Charles Martin Smith plays a biologist who is up there studying a declining caribou population and runs afoul of wolves. To mark his territory he whips out his wang and urinates a border near his tent.
I sat in the audience unimpressed. Not that I lived with nudists, but I had familiarity with what a grown wang looked like from various quick changes in cabanas with my father. I wouldn't categorize my parents as hippies, but they were direct with any biological questions we had. A book about the origins of life with naturalist drawings rested on my shelf alongside various picture books of the Solar System and Dr. Seuss.

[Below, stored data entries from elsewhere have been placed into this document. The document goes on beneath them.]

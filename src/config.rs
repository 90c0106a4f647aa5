// Copyright 2025 Chris Custine
//
// Licensed under the Apache License, Version 2.0 (the "License");
// you may not use this file except in compliance with the License.
// You may obtain a copy of the License at
//
//     http://www.apache.org/licenses/LICENSE-2.0
//
// Unless required by applicable law or agreed to in writing, software
// distributed under the License is distributed on an "AS IS" BASIS,
// WITHOUT WARRANTIES OR CONDITIONS OF ANY KIND, either express or implied.
// See the License for the specific language governing permissions and
// limitations under the License.

//! Application configuration management.
//!
//! This module handles persistent configuration storage using TOML format.
//! It stores the explorer's layer selection, viewport interactivity, the
//! spectral filter thresholds and the region handed to analysis.

use std::path::Path;
use std::time::Duration;

use bloom_layers::{EngineConfig, LayerSelection};
use chrono::{DateTime, TimeZone, Utc};
use serde::{Deserialize, Serialize};

const APP_NAME: &str = "bloomwatch-desktop";
const CONFIG_NAME: &str = "config";

/// Region of interest handed to analysis
#[derive(Debug, Serialize, Deserialize, Clone, PartialEq)]
pub struct RegionConfig {
    /// Display name
    pub name: String,

    /// Latitude in degrees
    pub latitude: f64,

    /// Longitude in degrees
    pub longitude: f64,
}

impl Default for RegionConfig {
    fn default() -> Self {
        Self {
            name: "Po Delta".to_string(),
            latitude: 45.44,
            longitude: 12.33,
        }
    }
}

impl RegionConfig {
    /// Name with coordinates, for labels and analysis requests
    pub fn describe(&self) -> String {
        format!(
            "{} (Lat: {:.2}, Lon: {:.2})",
            self.name, self.latitude, self.longitude
        )
    }
}

/// Application configuration stored in TOML format
#[derive(Debug, Serialize, Deserialize, Clone, PartialEq)]
pub struct AppConfig {
    /// Configuration schema version for migrations
    #[serde(default = "default_config_version")]
    pub config_version: u32,

    /// Active map layer labels
    #[serde(default = "LayerSelection::explorer_default")]
    pub layers: LayerSelection,

    /// Enable pan and zoom on the map
    #[serde(default = "default_true")]
    pub interactive: bool,

    /// Maximum cloud cover filter in percent (0 - 100)
    #[serde(default = "default_max_cloud_cover")]
    pub max_cloud_cover: u8,

    /// Minimum NDVI threshold (0.0 - 1.0)
    #[serde(default = "default_ndvi_min")]
    pub ndvi_min: f32,

    /// Delay before the map re-measures its container after startup
    #[serde(default = "default_relayout_delay_ms")]
    pub relayout_delay_ms: u64,

    /// Keep downloaded tiles on disk
    #[serde(default = "default_true")]
    pub tile_cache: bool,

    /// Selected region of interest
    #[serde(default)]
    pub region: RegionConfig,

    /// Acquisition time shown on the map
    #[serde(default = "default_acquisition_time")]
    pub acquisition_time: DateTime<Utc>,
}

// Default value functions for serde
fn default_config_version() -> u32 {
    1 // Current schema version
}

fn default_true() -> bool {
    true
}

fn default_max_cloud_cover() -> u8 {
    12
}

fn default_ndvi_min() -> f32 {
    0.4
}

fn default_relayout_delay_ms() -> u64 {
    100
}

fn default_acquisition_time() -> DateTime<Utc> {
    Utc.with_ymd_and_hms(2023, 10, 24, 10, 0, 0)
        .single()
        .unwrap_or_default()
}

impl Default for AppConfig {
    fn default() -> Self {
        Self {
            config_version: default_config_version(),
            layers: LayerSelection::explorer_default(),
            interactive: true,
            max_cloud_cover: default_max_cloud_cover(),
            ndvi_min: default_ndvi_min(),
            relayout_delay_ms: default_relayout_delay_ms(),
            tile_cache: true,
            region: RegionConfig::default(),
            acquisition_time: default_acquisition_time(),
        }
    }
}

impl AppConfig {
    /// Load configuration from disk, clamping out-of-range values
    pub fn load() -> Result<Self, confy::ConfyError> {
        let config: AppConfig = confy::load(APP_NAME, CONFIG_NAME)?;
        Ok(config.sanitized())
    }

    /// Load configuration from an explicit file
    pub fn load_from(path: &Path) -> Result<Self, confy::ConfyError> {
        let config: AppConfig = confy::load_path(path)?;
        Ok(config.sanitized())
    }

    /// Save configuration to an explicit file
    pub fn save_to(&self, path: &Path) -> Result<(), confy::ConfyError> {
        confy::store_path(path, self)
    }

    /// Get the config file path for display to user
    pub fn get_config_path() -> Result<std::path::PathBuf, confy::ConfyError> {
        confy::get_configuration_file_path(APP_NAME, CONFIG_NAME)
    }

    /// Clamp filter values into their slider ranges
    #[must_use]
    pub fn sanitized(mut self) -> Self {
        if self.max_cloud_cover > 100 {
            log::warn!(
                "max_cloud_cover {} out of range, clamping to 100",
                self.max_cloud_cover
            );
            self.max_cloud_cover = 100;
        }
        if !(0.0..=1.0).contains(&self.ndvi_min) {
            log::warn!("ndvi_min {} out of range, clamping", self.ndvi_min);
            self.ndvi_min = if self.ndvi_min.is_nan() {
                default_ndvi_min()
            } else {
                self.ndvi_min.clamp(0.0, 1.0)
            };
        }
        self
    }

    /// Engine inputs for the map view
    pub fn engine_config(&self) -> EngineConfig {
        EngineConfig {
            layers: self.layers.clone(),
            interactive: self.interactive,
            relayout_delay: Duration::from_millis(self.relayout_delay_ms),
        }
    }
}

/// Command line settings that apply to one run and are never saved
#[derive(Debug, Clone, Default, PartialEq)]
pub struct SessionOverrides {
    /// Replaces the saved layer selection for this run
    pub layers: Option<LayerSelection>,

    /// Disables pan and zoom for this run
    pub locked: bool,
}

impl SessionOverrides {
    /// Engine inputs with the overrides applied on top of `config`
    pub fn engine_config(&self, config: &AppConfig) -> EngineConfig {
        let mut engine = config.engine_config();
        if let Some(layers) = &self.layers {
            engine.layers = layers.clone();
        }
        if self.locked {
            engine.interactive = false;
        }
        engine
    }
}

#[cfg(test)]
mod tests {
    use super::*;

    #[test]
    fn test_missing_fields_use_defaults() {
        let config: AppConfig = serde_json::from_str("{}").unwrap();
        assert_eq!(config, AppConfig::default());
        assert_eq!(config.layers.labels(), ["Sentinel-2 RGB"]);
        assert!(config.interactive);
        assert_eq!(config.max_cloud_cover, 12);
    }

    #[test]
    fn test_layers_serialize_as_plain_list() {
        let config = AppConfig {
            layers: LayerSelection::dashboard(),
            ..Default::default()
        };
        let value = serde_json::to_value(&config).unwrap();
        assert_eq!(
            value["layers"],
            serde_json::json!(["Sentinel-2 RGB", "NDVI Heatmap"])
        );
    }

    #[test]
    fn test_sanitized_clamps_filters() {
        let config = AppConfig {
            max_cloud_cover: 250,
            ndvi_min: 1.7,
            ..Default::default()
        }
        .sanitized();
        assert_eq!(config.max_cloud_cover, 100);
        assert_eq!(config.ndvi_min, 1.0);
    }

    #[test]
    fn test_engine_config() {
        let config = AppConfig {
            interactive: false,
            relayout_delay_ms: 250,
            ..Default::default()
        };
        let engine = config.engine_config();
        assert!(!engine.interactive);
        assert_eq!(engine.relayout_delay, Duration::from_millis(250));
        assert_eq!(engine.layers, config.layers);
    }

    #[test]
    fn test_session_overrides() {
        let config = AppConfig::default();
        let overrides = SessionOverrides {
            layers: Some(LayerSelection::dashboard()),
            locked: true,
        };
        let engine = overrides.engine_config(&config);
        assert_eq!(engine.layers, LayerSelection::dashboard());
        assert!(!engine.interactive);

        // Saved values are untouched
        assert_eq!(config.layers, LayerSelection::explorer_default());
        assert!(config.interactive);
    }

    #[test]
    fn test_no_overrides_match_config() {
        let config = AppConfig {
            interactive: false,
            ..Default::default()
        };
        let engine = SessionOverrides::default().engine_config(&config);
        assert_eq!(engine.layers, config.layers);
        assert!(!engine.interactive);
    }

    #[test]
    fn test_save_and_load_path() {
        let dir = std::env::temp_dir().join(format!("bloomwatch-config-{}", uuid::Uuid::new_v4()));
        std::fs::create_dir_all(&dir).unwrap();
        let path = dir.join("config.toml");

        let config = AppConfig {
            layers: LayerSelection::dashboard(),
            max_cloud_cover: 40,
            ..Default::default()
        };
        config.save_to(&path).unwrap();
        assert_eq!(AppConfig::load_from(&path).unwrap(), config);

        std::fs::remove_dir_all(&dir).unwrap();
    }

    #[test]
    fn test_region_describe() {
        assert_eq!(
            RegionConfig::default().describe(),
            "Po Delta (Lat: 45.44, Lon: 12.33)"
        );
    }
}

But to my friends in school, the brief flash of a waggling wang in Never Cry Wolf was all anyone could talk about. (Nota bene: how ‘bout that 1983, huh? A time where every kid was off seeing virtually wordless films about scientists and the hardships of nature.) Their already sewn-up minds with their middle class values were blown away at the site of a wang in a movie. Their immaturity about the matter forced them to ignore everything else about the movie and focus on its lack of fig-leaf.
But was it their fault? Perhaps not entirely. The dearth of cinematic wangs leads to a veritable frenzy when one shows up. There are some movies out there -- good ones, too -- that when I say their title the first synaptic connection we make is to the fact that there's a wang in it. I say Hollow Man, you say wang. I say Women in Love, you say two English wangs. I say Eastern Promises, you say windmilling wang action to the death. I say Shame, you say enormous wang. (Me, I say not that enormous, but I also don't like to brag much.)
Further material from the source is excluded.